#### Dataset records ####

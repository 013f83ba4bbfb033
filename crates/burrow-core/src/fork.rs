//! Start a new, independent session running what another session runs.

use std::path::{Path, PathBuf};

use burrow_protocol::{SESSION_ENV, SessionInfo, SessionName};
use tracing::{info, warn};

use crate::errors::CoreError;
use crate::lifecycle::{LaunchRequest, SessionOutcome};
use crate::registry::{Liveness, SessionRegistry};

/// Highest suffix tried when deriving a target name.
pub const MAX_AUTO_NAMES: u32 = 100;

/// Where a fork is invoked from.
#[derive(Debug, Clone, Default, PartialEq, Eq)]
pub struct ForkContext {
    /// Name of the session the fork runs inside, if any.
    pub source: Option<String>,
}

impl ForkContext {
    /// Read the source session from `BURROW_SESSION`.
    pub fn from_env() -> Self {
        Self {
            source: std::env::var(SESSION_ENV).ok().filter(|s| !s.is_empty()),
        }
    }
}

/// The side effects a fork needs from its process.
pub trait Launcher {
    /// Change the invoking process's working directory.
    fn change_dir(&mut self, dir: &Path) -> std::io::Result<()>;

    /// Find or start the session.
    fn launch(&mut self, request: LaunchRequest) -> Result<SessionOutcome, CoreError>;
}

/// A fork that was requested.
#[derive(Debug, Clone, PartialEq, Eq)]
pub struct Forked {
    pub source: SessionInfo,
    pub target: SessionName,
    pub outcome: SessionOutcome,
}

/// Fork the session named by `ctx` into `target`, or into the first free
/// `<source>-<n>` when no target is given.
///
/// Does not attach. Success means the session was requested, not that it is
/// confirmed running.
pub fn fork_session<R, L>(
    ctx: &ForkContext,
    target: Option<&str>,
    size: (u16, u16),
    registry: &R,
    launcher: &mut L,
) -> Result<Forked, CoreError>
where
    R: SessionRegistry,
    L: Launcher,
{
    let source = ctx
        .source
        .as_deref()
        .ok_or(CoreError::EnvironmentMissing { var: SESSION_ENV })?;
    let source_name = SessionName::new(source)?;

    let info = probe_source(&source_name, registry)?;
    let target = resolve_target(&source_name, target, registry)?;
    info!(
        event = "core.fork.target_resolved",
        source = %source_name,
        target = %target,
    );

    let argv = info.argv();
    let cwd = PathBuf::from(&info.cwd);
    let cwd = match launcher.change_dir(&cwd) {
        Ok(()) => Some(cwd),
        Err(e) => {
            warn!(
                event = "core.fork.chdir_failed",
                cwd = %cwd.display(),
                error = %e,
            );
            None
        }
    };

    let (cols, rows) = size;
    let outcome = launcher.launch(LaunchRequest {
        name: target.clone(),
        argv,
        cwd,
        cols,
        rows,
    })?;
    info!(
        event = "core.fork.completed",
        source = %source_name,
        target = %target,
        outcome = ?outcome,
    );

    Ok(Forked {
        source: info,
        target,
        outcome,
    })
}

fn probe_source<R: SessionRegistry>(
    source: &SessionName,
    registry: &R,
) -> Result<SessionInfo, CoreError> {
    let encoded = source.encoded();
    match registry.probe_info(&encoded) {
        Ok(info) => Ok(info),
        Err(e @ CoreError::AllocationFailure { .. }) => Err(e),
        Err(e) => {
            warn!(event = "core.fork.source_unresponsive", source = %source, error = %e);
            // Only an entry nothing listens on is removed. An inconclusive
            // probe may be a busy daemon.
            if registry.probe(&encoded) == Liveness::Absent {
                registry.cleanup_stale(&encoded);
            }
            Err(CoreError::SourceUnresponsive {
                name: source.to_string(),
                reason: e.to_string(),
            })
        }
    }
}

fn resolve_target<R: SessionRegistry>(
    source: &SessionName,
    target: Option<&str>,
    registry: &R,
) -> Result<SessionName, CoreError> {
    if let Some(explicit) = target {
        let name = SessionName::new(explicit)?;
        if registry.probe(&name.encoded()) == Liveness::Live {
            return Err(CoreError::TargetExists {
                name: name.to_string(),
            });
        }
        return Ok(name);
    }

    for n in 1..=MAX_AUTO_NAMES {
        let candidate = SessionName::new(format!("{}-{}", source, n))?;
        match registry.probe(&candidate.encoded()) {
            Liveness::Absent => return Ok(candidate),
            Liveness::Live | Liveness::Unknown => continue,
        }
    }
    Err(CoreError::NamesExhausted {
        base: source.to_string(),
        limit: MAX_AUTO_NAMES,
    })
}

####
#### Dataset records ####

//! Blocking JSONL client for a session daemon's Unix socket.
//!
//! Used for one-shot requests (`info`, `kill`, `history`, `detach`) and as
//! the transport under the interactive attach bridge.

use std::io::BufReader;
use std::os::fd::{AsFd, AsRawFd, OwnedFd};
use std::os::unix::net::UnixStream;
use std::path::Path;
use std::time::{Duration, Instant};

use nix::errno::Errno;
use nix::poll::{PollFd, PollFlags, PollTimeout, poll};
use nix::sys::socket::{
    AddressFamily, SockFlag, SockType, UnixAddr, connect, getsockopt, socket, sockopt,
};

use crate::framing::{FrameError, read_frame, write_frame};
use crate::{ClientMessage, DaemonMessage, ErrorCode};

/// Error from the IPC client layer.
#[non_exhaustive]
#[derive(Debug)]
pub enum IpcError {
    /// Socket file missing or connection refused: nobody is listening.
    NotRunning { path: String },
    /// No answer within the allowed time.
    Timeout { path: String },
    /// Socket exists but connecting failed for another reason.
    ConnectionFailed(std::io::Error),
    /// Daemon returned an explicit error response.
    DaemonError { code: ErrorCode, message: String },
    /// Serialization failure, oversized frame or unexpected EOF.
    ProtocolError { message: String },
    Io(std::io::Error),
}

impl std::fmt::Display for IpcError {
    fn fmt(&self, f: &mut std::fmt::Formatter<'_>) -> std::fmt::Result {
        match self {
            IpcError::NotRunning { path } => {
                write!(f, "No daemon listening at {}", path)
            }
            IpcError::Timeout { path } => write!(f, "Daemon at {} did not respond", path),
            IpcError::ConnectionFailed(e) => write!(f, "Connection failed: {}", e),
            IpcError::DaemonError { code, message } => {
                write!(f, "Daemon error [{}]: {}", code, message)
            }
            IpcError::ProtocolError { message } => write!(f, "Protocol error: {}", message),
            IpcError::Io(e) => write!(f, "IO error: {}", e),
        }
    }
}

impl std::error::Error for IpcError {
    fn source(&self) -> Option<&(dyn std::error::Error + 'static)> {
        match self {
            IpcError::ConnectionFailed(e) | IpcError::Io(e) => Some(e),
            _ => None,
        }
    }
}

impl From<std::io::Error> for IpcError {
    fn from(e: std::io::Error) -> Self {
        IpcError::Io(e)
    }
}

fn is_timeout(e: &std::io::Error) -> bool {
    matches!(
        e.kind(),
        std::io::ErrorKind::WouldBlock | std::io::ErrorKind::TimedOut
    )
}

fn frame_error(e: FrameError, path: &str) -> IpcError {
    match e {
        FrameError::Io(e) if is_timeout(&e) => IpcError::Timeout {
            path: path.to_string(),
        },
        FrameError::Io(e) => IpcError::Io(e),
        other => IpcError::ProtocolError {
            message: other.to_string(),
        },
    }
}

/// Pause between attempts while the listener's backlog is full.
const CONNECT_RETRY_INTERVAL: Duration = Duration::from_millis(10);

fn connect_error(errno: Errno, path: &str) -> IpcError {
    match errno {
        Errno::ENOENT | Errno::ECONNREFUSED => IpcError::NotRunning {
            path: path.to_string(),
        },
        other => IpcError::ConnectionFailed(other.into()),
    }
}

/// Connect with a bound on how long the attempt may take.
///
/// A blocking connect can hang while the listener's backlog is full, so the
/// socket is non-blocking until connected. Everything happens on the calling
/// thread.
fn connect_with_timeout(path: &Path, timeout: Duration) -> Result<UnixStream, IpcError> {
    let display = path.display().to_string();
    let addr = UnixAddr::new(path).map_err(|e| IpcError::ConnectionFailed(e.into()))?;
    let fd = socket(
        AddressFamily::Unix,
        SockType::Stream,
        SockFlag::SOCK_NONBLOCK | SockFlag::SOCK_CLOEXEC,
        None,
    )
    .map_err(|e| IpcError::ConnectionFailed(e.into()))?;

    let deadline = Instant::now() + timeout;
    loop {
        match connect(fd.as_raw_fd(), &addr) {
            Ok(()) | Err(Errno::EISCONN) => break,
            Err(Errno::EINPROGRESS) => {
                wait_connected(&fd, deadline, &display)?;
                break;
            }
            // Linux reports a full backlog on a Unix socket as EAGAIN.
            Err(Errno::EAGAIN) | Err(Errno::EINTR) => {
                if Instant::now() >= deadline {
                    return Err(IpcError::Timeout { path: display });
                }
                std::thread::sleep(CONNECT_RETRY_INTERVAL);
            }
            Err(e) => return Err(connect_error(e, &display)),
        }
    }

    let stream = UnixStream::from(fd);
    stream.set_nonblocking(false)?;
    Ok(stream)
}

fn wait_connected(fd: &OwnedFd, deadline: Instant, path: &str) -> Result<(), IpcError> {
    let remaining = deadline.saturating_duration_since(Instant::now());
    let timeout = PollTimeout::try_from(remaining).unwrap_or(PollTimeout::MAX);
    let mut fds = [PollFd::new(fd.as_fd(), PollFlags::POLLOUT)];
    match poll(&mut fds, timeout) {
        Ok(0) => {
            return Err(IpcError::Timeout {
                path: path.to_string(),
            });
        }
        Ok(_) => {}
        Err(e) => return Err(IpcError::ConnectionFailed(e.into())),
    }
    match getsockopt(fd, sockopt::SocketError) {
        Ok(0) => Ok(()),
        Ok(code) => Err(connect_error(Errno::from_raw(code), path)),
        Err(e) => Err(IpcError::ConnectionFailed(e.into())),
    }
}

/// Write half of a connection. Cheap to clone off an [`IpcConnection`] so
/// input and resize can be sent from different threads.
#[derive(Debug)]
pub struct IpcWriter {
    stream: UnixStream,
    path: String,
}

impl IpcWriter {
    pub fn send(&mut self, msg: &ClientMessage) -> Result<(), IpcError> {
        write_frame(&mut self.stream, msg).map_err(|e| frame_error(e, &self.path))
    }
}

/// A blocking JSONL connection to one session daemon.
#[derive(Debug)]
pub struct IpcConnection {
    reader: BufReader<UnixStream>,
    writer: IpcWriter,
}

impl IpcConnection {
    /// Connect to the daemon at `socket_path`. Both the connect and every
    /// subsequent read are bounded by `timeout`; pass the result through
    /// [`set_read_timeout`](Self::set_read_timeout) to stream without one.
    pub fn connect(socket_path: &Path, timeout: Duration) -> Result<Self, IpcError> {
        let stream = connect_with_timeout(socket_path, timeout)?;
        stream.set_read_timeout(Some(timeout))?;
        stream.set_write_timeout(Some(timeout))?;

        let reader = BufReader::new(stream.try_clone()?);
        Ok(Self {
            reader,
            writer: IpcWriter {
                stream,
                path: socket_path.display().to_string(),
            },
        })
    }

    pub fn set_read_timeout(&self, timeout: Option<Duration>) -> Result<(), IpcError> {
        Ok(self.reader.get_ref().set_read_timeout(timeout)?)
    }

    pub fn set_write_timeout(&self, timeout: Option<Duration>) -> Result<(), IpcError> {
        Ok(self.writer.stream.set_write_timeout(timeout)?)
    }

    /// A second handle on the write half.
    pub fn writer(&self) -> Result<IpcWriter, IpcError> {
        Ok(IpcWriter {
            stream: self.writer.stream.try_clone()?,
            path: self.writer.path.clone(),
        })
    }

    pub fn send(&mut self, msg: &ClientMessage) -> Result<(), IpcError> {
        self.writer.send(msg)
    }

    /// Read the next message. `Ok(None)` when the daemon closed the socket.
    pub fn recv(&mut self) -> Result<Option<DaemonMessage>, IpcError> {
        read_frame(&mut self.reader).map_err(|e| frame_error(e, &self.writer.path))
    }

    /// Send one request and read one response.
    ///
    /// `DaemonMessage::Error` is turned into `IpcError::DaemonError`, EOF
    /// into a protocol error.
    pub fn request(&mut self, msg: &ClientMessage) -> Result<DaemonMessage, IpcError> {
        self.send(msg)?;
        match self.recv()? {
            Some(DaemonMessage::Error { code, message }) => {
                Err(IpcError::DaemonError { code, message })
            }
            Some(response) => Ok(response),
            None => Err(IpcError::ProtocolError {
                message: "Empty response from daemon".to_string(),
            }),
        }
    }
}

####
#### Dataset records ####

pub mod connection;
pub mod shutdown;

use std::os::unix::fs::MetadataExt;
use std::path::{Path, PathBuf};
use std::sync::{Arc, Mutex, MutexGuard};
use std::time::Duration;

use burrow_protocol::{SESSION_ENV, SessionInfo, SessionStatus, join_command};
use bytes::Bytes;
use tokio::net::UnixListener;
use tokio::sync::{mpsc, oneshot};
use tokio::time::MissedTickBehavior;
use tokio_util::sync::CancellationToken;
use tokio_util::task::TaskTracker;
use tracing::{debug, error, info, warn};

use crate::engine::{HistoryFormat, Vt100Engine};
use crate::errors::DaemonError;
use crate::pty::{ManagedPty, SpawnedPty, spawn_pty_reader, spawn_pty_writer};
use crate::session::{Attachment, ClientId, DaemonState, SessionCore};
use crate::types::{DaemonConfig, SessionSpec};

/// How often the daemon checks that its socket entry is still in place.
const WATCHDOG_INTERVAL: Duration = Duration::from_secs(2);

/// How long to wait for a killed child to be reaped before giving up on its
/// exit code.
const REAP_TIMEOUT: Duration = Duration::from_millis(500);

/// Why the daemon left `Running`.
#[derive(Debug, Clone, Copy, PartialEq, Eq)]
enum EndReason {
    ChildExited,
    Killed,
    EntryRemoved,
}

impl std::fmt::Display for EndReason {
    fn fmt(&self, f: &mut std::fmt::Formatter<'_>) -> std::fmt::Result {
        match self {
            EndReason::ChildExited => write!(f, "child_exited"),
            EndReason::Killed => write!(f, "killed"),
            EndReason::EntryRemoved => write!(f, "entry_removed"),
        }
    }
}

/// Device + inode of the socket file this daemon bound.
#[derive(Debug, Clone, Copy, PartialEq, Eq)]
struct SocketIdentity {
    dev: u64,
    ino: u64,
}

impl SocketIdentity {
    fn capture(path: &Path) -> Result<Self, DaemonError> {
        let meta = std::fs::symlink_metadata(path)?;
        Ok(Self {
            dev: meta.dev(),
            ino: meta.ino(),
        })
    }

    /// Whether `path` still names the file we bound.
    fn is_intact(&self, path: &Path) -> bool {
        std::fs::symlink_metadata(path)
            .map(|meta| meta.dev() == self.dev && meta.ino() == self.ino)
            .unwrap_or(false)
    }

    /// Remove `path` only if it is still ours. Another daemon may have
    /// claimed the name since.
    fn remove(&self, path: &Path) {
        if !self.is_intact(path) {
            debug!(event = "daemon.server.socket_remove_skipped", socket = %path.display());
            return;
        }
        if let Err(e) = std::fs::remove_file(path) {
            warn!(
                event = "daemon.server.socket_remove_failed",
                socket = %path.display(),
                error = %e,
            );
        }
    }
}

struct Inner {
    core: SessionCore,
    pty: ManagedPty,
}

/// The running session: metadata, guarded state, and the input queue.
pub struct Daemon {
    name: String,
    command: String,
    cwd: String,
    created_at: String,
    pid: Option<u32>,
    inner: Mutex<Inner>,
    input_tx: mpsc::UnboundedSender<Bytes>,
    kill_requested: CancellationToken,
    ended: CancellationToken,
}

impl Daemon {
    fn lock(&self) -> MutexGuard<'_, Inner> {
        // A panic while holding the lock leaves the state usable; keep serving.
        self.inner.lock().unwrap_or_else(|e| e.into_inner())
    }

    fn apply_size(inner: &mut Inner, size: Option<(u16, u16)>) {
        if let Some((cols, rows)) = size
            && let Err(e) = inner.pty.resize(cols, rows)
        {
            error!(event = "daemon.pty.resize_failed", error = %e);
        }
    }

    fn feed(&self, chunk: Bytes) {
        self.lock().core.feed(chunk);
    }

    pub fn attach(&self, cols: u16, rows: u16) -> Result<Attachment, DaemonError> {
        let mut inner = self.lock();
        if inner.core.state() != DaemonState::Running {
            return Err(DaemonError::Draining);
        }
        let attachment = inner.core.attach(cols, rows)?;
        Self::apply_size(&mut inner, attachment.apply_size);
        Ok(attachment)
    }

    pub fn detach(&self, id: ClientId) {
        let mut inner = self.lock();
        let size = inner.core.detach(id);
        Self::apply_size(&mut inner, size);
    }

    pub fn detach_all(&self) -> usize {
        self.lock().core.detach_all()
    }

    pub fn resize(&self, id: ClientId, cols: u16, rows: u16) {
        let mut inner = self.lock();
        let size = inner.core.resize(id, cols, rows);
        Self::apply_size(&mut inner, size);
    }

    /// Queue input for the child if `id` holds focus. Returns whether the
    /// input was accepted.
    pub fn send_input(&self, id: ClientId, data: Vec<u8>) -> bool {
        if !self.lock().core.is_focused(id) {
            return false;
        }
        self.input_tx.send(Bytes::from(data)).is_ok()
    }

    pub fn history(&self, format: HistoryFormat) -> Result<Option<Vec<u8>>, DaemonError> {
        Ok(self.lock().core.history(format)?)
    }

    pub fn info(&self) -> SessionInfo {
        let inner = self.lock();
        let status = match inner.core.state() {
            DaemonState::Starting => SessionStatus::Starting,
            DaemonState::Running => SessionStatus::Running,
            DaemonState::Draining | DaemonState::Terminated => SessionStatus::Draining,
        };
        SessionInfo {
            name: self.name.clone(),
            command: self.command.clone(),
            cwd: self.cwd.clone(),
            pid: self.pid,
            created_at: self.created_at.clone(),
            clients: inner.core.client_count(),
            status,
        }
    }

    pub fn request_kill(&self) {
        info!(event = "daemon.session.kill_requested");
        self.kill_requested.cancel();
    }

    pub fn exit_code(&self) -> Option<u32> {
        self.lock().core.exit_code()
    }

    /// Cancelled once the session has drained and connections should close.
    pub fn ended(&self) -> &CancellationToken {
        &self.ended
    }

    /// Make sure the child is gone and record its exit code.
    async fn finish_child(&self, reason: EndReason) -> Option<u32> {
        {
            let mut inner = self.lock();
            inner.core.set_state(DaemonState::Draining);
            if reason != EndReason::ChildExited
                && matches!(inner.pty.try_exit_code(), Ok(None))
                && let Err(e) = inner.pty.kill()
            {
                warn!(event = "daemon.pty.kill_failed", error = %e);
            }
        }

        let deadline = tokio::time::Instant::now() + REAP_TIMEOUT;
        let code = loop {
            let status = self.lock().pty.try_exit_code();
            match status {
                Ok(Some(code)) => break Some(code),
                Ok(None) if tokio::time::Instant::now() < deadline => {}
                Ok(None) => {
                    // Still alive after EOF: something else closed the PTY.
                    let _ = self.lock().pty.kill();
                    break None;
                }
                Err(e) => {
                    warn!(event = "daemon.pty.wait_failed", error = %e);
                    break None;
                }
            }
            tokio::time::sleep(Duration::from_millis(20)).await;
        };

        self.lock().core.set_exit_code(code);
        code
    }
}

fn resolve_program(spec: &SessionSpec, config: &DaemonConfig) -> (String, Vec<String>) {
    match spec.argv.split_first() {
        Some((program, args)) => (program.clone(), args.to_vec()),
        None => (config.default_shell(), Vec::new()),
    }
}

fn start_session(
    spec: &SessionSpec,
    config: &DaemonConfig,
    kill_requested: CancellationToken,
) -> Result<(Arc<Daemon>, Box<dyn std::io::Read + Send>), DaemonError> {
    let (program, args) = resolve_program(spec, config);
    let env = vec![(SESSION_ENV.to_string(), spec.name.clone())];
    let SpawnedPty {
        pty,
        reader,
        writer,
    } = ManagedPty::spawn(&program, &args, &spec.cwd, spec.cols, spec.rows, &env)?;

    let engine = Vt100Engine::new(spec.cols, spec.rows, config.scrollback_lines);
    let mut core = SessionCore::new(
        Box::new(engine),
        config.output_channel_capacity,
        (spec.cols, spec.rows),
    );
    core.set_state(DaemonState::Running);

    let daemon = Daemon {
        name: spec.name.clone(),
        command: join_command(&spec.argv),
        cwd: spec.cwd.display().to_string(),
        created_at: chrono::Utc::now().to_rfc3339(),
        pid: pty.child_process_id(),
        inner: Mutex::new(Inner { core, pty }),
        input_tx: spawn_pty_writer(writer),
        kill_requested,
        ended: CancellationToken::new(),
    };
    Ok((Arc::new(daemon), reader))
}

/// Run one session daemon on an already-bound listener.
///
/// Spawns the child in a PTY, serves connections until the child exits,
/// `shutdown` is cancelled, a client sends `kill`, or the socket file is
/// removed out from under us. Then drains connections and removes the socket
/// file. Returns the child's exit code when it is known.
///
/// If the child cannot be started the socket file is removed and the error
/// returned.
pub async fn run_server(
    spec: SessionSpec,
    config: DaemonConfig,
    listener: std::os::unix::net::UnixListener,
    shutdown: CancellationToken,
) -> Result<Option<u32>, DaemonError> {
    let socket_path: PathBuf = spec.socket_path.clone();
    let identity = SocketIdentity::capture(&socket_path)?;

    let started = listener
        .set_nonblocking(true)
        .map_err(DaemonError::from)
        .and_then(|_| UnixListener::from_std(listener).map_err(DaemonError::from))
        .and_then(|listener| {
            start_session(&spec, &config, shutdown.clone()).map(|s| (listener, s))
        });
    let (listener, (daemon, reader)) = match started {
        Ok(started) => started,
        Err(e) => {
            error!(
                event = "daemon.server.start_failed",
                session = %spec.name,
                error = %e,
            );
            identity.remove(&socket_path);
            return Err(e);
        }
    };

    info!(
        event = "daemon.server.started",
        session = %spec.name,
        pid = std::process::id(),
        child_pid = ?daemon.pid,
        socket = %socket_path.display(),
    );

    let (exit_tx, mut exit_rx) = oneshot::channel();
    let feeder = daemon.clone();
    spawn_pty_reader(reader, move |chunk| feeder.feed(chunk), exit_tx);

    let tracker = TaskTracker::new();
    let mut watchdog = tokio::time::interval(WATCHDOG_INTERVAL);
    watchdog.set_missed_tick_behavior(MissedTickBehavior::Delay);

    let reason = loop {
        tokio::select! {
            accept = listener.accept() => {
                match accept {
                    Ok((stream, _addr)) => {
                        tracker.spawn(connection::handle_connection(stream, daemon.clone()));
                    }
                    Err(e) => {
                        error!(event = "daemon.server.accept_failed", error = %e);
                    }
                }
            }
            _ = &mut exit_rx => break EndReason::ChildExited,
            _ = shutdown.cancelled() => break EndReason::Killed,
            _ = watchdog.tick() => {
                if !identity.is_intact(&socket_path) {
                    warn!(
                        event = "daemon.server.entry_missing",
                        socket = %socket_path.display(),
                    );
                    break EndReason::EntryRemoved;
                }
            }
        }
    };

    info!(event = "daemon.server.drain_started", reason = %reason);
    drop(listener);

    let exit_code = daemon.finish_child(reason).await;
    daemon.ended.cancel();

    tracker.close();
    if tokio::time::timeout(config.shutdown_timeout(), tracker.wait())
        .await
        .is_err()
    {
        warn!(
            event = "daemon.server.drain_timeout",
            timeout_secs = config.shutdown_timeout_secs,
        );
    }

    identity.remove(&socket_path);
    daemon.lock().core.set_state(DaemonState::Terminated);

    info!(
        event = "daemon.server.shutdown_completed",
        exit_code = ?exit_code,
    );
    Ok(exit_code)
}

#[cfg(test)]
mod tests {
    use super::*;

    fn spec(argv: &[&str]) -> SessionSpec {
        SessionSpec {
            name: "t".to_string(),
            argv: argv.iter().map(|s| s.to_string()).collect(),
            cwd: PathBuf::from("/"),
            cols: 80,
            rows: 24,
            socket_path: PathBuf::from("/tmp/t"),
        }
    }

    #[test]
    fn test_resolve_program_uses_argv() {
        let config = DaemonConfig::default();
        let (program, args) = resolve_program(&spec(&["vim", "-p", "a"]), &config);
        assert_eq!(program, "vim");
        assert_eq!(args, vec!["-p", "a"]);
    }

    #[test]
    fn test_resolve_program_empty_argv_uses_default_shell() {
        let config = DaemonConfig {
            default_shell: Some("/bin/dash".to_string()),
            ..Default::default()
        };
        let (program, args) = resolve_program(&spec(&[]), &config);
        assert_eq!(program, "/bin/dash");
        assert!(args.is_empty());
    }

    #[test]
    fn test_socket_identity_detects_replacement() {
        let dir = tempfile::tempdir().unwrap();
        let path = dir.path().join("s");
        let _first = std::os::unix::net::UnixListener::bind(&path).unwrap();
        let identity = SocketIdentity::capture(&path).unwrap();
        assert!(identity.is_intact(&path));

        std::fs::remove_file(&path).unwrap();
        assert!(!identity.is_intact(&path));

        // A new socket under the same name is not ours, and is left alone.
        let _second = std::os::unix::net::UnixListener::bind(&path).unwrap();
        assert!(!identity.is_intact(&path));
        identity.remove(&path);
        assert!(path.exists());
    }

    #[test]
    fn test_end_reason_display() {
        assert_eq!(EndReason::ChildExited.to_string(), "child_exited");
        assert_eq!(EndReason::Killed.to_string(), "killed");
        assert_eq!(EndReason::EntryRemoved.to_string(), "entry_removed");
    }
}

####

→ Aim of the exercise
Set down only the lines above that fall between the line holding "that was requested." and the line holding "the first free", inclusive, keeping each exact.

→ Written response
/// A fork that was requested.
#[derive(Debug, Clone, PartialEq, Eq)]
pub struct Forked {
    pub source: SessionInfo,
    pub target: SessionName,
    pub outcome: SessionOutcome,
}

/// Fork the session named by `ctx` into `target`, or into the first free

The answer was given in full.